Dawson Miller, C.J.This is an appeal on behalf of the judgment-debtors in a suit brought upon a mortgage in which a compromise decree was passed. The Respondents who are the decree-holders sought to execute their decree. The judgment-debtors raised certain objections. The Court rejected those objections and on appeal the District Judge affirmed the decision of the Subordinate Judge. From the decision of the District Judge the judgment-debtors appeal to this Court.
2. It appears that the decree-holders instituted a suit against the judgment-debtors in order to enforce a mortgage executed in their favour by the judgment-debtors. The result of that suit was a compromise. The compromise provided that the judgment-debtors should pay the sum due upon the mortgage amounting to the sum of Rs. 3,800 by certain instalments, and in the event of default of three consecutive instalments, the decree-holders were to be allowed to realise the entire amount, remaining due, from the person and other properties of the judgment-debtors, and in the event of the amount due not being so realised, the decree-holders were to be entitled to realise the amount from the mortgaged property by sale. The mortgaged property is a four annas share of Mouza Ghat Majbonarah, Touzi No. 445, and if the whole amount was not realised in that manner then certain provision was made for proceeding against other property which is not material for the purpose of this appeal.
3. In June 1921 the decree-holders applied for execution of the decree, there having been a default in respect of three consecutive instalments under the terms of the decree. It is important to bear in mind how the application for execution was framed. The application for execution was framed as an application for execution against the property referred to in the compromise decree and for execution against that property in the order in which it became liable under the compromise decree. The mode in which the assistance of the Court was required was first of all by attachment and sale of the moveable properties of the judgment-debtors and secondly by attachment and sale of the mortgaged properties. The moveable properties were set out in a schedule, the mortgaged properties were merely mentioned under the description given in the decree as the four annas share of Mouza Ghat Majbonarah, Touzi No. 445. The moveable properties apparently could not be found, at all events they were not attached, and, as far as one can gather from the judgment of the Lower Courts, the judgment-debtors contended that they had no such moveable properties. Having failed to effect execution by attachment of those moveable properties, the decree-holders applied to the Court for attachment and sale of the mortgaged properties. In objection to that application certain points were taken on behalf of the judgment debtors. As already stated both the lower Courts dismissed those objections and ordered the execution to proceed by attachment and sale of the mortgaged properties.

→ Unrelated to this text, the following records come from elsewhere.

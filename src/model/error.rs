use thiserror::Error;

/// The standard result type used throughout the application.
pub type StdResult<T> = Result<T, anyhow::Error>;

/// The result type returned by the fetchers and requesters.
pub type FetcherResult<T> = Result<T, FetcherError>;

/// Fetcher error
#[derive(Error, Debug)]
pub enum FetcherError {
    /// The API answered with a non-2xx status
    #[error("Request failed with status {status}: {body}")]
    RequestFailed {
        /// The HTTP status code.
        status: u16,
        /// The raw response body.
        body: String,
    },

    /// The response body could not be interpreted
    #[error("Malformed response: {0}")]
    MalformedResponse(String),

    /// The rate limit headers are absent or unreadable
    #[error("Missing rate limit headers: {0}")]
    MissingRateLimitHeaders(String),

    /// The request never produced a response (connection, timeout, TLS)
    #[error("Transport error: {0}")]
    Transport(#[from] reqwest::Error),

    /// The request could not be built
    #[error("Invalid request: {0}")]
    InvalidRequest(String),
}
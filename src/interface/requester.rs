use serde_json::Value;

use crate::{FetcherResult, GraphQlRequest};

/// A trait for sending query documents to the GraphQL API.
#[cfg_attr(test, mockall::automock)]
#[async_trait::async_trait]
pub trait GraphQlRequester: Sync + Send {
    /// Posts the query document and returns the JSON body unchanged, query level errors included.
    async fn request(&self, request: &GraphQlRequest) -> FetcherResult<Value>;
}
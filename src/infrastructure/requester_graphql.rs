use log::{debug, warn};
use serde_json::Value;
use url::Url;

use crate::{FetcherError, FetcherResult, GraphQlRequest, GraphQlRequester, HttpClient};

/// Sends query documents to a GraphQL endpoint over HTTP.
pub struct HttpGraphQlRequester {
    client: HttpClient,
    endpoint: Url,
}

impl HttpGraphQlRequester {
    /// Creates a new `HttpGraphQlRequester` instance for the given endpoint.
    pub fn new(client: HttpClient, endpoint: Url) -> Self {
        Self { client, endpoint }
    }
}

#[async_trait::async_trait]
impl GraphQlRequester for HttpGraphQlRequester {
    async fn request(&self, request: &GraphQlRequest) -> FetcherResult<Value> {
        debug!("Posting GraphQL query to {}", self.endpoint);
        let response = self
            .client
            .post(self.endpoint.to_owned())
            .headers(request.headers().to_owned())
            .json(&request.body())
            .send()
            .await?;
        let status = response.status();
        let body = response.text().await?;

        match serde_json::from_str::<Value>(&body) {
            Ok(value) => {
                if value.get("errors").is_some() {
                    warn!("GraphQL query answered with errors (status {status})");
                }
                Ok(value)
            }
            Err(_) if !status.is_success() => Err(FetcherError::RequestFailed {
                status: status.as_u16(),
                body,
            }),
            Err(e) => Err(FetcherError::MalformedResponse(format!(
                "invalid JSON body from {}: {e}",
                self.endpoint
            ))),
        }
    }
}
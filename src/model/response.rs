use serde::{Deserialize, de::DeserializeOwned};
use serde_json::Value;
use url::Url;

use super::{FetcherError, FetcherResult, PaginationLinks, RateLimitSnapshot};

/// A successful response of the REST API.
#[derive(Debug, Clone, PartialEq)]
pub struct RestResponse {
    /// The parsed JSON body
    pub(crate) body: Value,

    /// The pagination links of the `Link` header
    pub(crate) links: PaginationLinks,

    /// The API rate limit information, if the headers were present and readable
    pub(crate) rate_limit: Option<RateLimitSnapshot>,
}

impl RestResponse {
    /// Creates a new `RestResponse` instance.
    pub fn new(body: Value, links: PaginationLinks, rate_limit: Option<RateLimitSnapshot>) -> Self {
        Self {
            body,
            links,
            rate_limit,
        }
    }

    /// Retrieves the JSON body.
    pub fn body(&self) -> &Value {
        &self.body
    }

    /// Retrieves the pagination links.
    pub fn links(&self) -> &PaginationLinks {
        &self.links
    }

    /// Retrieves the API rate limit information.
    ///
    /// Fails with `MissingRateLimitHeaders` if the response did not carry it.
    pub fn rate_limit(&self) -> FetcherResult<&RateLimitSnapshot> {
        self.rate_limit.as_ref().ok_or_else(missing_rate_limit)
    }

    /// Decodes the body into a typed value.
    pub fn decode<T: DeserializeOwned>(&self) -> FetcherResult<T> {
        T::deserialize(&self.body).map_err(|e| FetcherError::MalformedResponse(e.to_string()))
    }
}

/// One page of a paginated resource collection.
#[derive(Debug, Clone, PartialEq)]
pub struct Page {
    /// The records of the page, in server order
    pub(crate) records: Vec<Value>,

    /// The URL of the next page, if any
    pub(crate) next: Option<Url>,

    /// The API rate limit information
    pub(crate) rate_limit: Option<RateLimitSnapshot>,
}

impl Page {
    /// Creates a new `Page` instance.
    pub fn new(
        records: Vec<Value>,
        next: Option<Url>,
        rate_limit: Option<RateLimitSnapshot>,
    ) -> Self {
        Self {
            records,
            next,
            rate_limit,
        }
    }

    /// Retrieves the records.
    pub fn records(&self) -> &[Value] {
        &self.records
    }

    /// Decodes the records into typed values.
    pub fn records_as<T: DeserializeOwned>(&self) -> FetcherResult<Vec<T>> {
        self.records
            .iter()
            .map(|record| {
                T::deserialize(record).map_err(|e| FetcherError::MalformedResponse(e.to_string()))
            })
            .collect()
    }

    /// Retrieves the URL of the next page.
    pub fn next(&self) -> Option<&Url> {
        self.next.as_ref()
    }

    /// Retrieves the API rate limit information.
    ///
    /// Fails with `MissingRateLimitHeaders` if the response did not carry it.
    pub fn rate_limit(&self) -> FetcherResult<&RateLimitSnapshot> {
        self.rate_limit.as_ref().ok_or_else(missing_rate_limit)
    }

    /// Creates a dummy `Page` for testing purposes.
    #[cfg(test)]
    pub(crate) fn dummy(records: Vec<Value>, next: Option<&str>) -> Self {
        Self::new(
            records,
            next.map(|url| Url::parse(url).unwrap()),
            Some(RateLimitSnapshot::dummy()),
        )
    }
}

impl TryFrom<RestResponse> for Page {
    type Error = FetcherError;

    fn try_from(response: RestResponse) -> Result<Self, Self::Error> {
        match response.body {
            Value::Array(records) => Ok(Self::new(
                records,
                response.links.next,
                response.rate_limit,
            )),
            other => Err(FetcherError::MalformedResponse(format!(
                "expected a JSON array of records, got: {other}"
            ))),
        }
    }
}

/// A single REST resource decoded into a typed value.
#[derive(Debug, Clone, PartialEq)]
pub struct Resource<T> {
    /// The decoded resource
    pub(crate) value: T,

    /// The API rate limit information
    pub(crate) rate_limit: Option<RateLimitSnapshot>,
}

impl<T> Resource<T> {
    /// Creates a new `Resource` instance.
    pub fn new(value: T, rate_limit: Option<RateLimitSnapshot>) -> Self {
        Self { value, rate_limit }
    }

    /// Retrieves the decoded resource.
    pub fn value(&self) -> &T {
        &self.value
    }

    /// Consumes the resource and returns the decoded value.
    pub fn into_value(self) -> T {
        self.value
    }

    /// Retrieves the API rate limit information.
    pub fn rate_limit(&self) -> FetcherResult<&RateLimitSnapshot> {
        self.rate_limit.as_ref().ok_or_else(missing_rate_limit)
    }
}

/// The envelope of a GraphQL response.
///
/// The API answers `200 OK` even when the query itself failed, so both fields
/// may be set at once.
#[derive(Deserialize, Debug, Clone, PartialEq)]
pub struct GraphQlResponse<T> {
    /// The requested data, `None` if the query could not be executed.
    pub data: Option<T>,
    /// The query level errors.
    #[serde(default)]
    pub errors: Vec<GraphQlError>,
}

impl<T: DeserializeOwned> GraphQlResponse<T> {
    /// Decodes a raw GraphQL response body.
    ///
    /// A body carrying neither `data` nor `errors` is not a GraphQL response,
    /// e.g. `{"message": "Bad credentials"}`, and fails with the body attached.
    pub fn from_value(value: &Value) -> FetcherResult<Self> {
        if value.get("data").is_none() && value.get("errors").is_none() {
            return Err(FetcherError::MalformedResponse(format!(
                "not a GraphQL response: {value}"
            )));
        }

        Self::deserialize(value).map_err(|e| FetcherError::MalformedResponse(e.to_string()))
    }
}

impl<T> GraphQlResponse<T> {
    /// Whether the response reports query level errors.
    pub fn has_errors(&self) -> bool {
        !self.errors.is_empty()
    }
}

/// A query level error reported by the GraphQL API.
#[derive(Deserialize, Debug, Clone, PartialEq, Eq)]
pub struct GraphQlError {
    pub message: String,
    /// The error type, e.g. `NOT_FOUND`.
    #[serde(rename = "type")]
    pub error_type: Option<String>,
    #[serde(default)]
    pub path: Vec<Value>,
}

fn missing_rate_limit() -> FetcherError {
    FetcherError::MissingRateLimitHeaders("the response did not carry rate limit headers".into())
}
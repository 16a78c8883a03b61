use std::fmt::{Display, Formatter};

#[derive(Debug, Copy, Clone, PartialEq, Eq)]
pub enum AutoOffsetReset {
    Earliest,
}

impl Display for AutoOffsetReset {
    fn fmt(&self, f: &mut Formatter<'_>) -> std::fmt::Result {
        match self {
            AutoOffsetReset::Earliest => write!(f, "earliest"),
        }
    }
}
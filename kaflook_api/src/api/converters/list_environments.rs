use crate::api::proto::{EnvironmentDto, ListEnvironmentsResponse};
use crate::app_config::EnvironmentConfig;

pub fn environments_to_proto_response(environments: &[EnvironmentConfig]) -> ListEnvironmentsResponse {
    let environments = environments
        .iter()
        .map(|e| EnvironmentDto {
            name: e.name.clone(),
            label: e.label.clone(),
        })
        .collect();

    ListEnvironmentsResponse { environments }
}
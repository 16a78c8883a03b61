use chrono::{DateTime, Timelike, Utc};
use prost_types::Timestamp;

pub trait ProtoTimestampConvert {
    fn to_proto_timestamp(&self) -> Timestamp;
}

impl ProtoTimestampConvert for DateTime<Utc> {
    fn to_proto_timestamp(&self) -> Timestamp {
        Timestamp {
            nanos: self.nanosecond() as i32,
            seconds: self.timestamp(),
        }
    }
}
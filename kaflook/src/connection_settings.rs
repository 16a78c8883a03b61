use crate::consumer::SecurityProtocol;
use crate::error::{BrowseError, BrowseResult};
use getset::CopyGetters;
use rdkafka::ClientConfig;
use std::time::Duration;

#[derive(Debug, Clone)]
pub struct ConnectionSettings {
    pub brokers: Vec<String>,
    pub security_protocol: SecurityProtocol,
    pub timeouts: BrowseTimeouts,
}

impl ConnectionSettings {
    pub fn new(brokers: Vec<String>) -> Self {
        Self {
            brokers,
            security_protocol: SecurityProtocol::Plaintext,
            timeouts: BrowseTimeouts::default(),
        }
    }

    pub fn validate(&self) -> BrowseResult<()> {
        if self.brokers.is_empty() {
            return Err(BrowseError::Configuration(
                "No brokers specified".to_owned(),
            ));
        }
        if let Some(broker) = self.brokers.iter().find(|b| !is_host_port(b)) {
            return Err(BrowseError::Configuration(format!(
                "Broker address '{broker}' isn't in host:port form"
            )));
        }

        Ok(())
    }

    pub fn bootstrap_servers(&self) -> String {
        self.brokers.join(",")
    }
}

fn is_host_port(address: &str) -> bool {
    match address.rsplit_once(':') {
        Some((host, port)) => !host.trim().is_empty() && port.parse::<u16>().is_ok(),
        None => false,
    }
}

impl TryFrom<&ConnectionSettings> for ClientConfig {
    type Error = BrowseError;

    fn try_from(value: &ConnectionSettings) -> Result<Self, Self::Error> {
        value.validate()?;

        let mut config = ClientConfig::new();
        config
            .set("bootstrap.servers", value.bootstrap_servers())
            .set("security.protocol", value.security_protocol.to_string())
            .set(
                "socket.connection.setup.timeout.ms",
                value.timeouts.connect().as_millis().to_string(),
            );

        if let Ok(value) = std::env::var("RD_KAFKA_DEBUG") {
            config.set("debug", value);
        }

        Ok(config)
    }
}

/// Upper bounds for every broker call that can hang.
#[derive(Debug, Clone, Copy, CopyGetters)]
#[getset(get_copy = "pub")]
pub struct BrowseTimeouts {
    connect: Duration,
    list_topics: Duration,
    subscribe: Duration,
    /// How long a tail keeps waiting for messages before returning what it has.
    drain: Duration,
}

impl BrowseTimeouts {
    pub fn new(connect: Duration, list_topics: Duration, subscribe: Duration, drain: Duration) -> Self {
        Self {
            connect,
            list_topics,
            subscribe,
            drain,
        }
    }

    pub fn uniform(timeout: Duration) -> Self {
        Self::new(timeout, timeout, timeout, timeout)
    }
}

impl Default for BrowseTimeouts {
    fn default() -> Self {
        Self {
            connect: Duration::from_secs(5),
            list_topics: Duration::from_secs(5),
            subscribe: Duration::from_secs(5),
            drain: Duration::from_secs(3),
        }
    }
}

4. The only two points which have been urged before us in this appeal are, first, that the case comes within the provisions of Order 34, Rule 14, and therefore a further suit is necessary before the mortgaged properties can be sold, and secondly, that the application for sale of the mortgaged properties in the present execution proceedings is in fact an amendment of the execution petition which under the decided cases, the Court has no power to grant after registration of the petition.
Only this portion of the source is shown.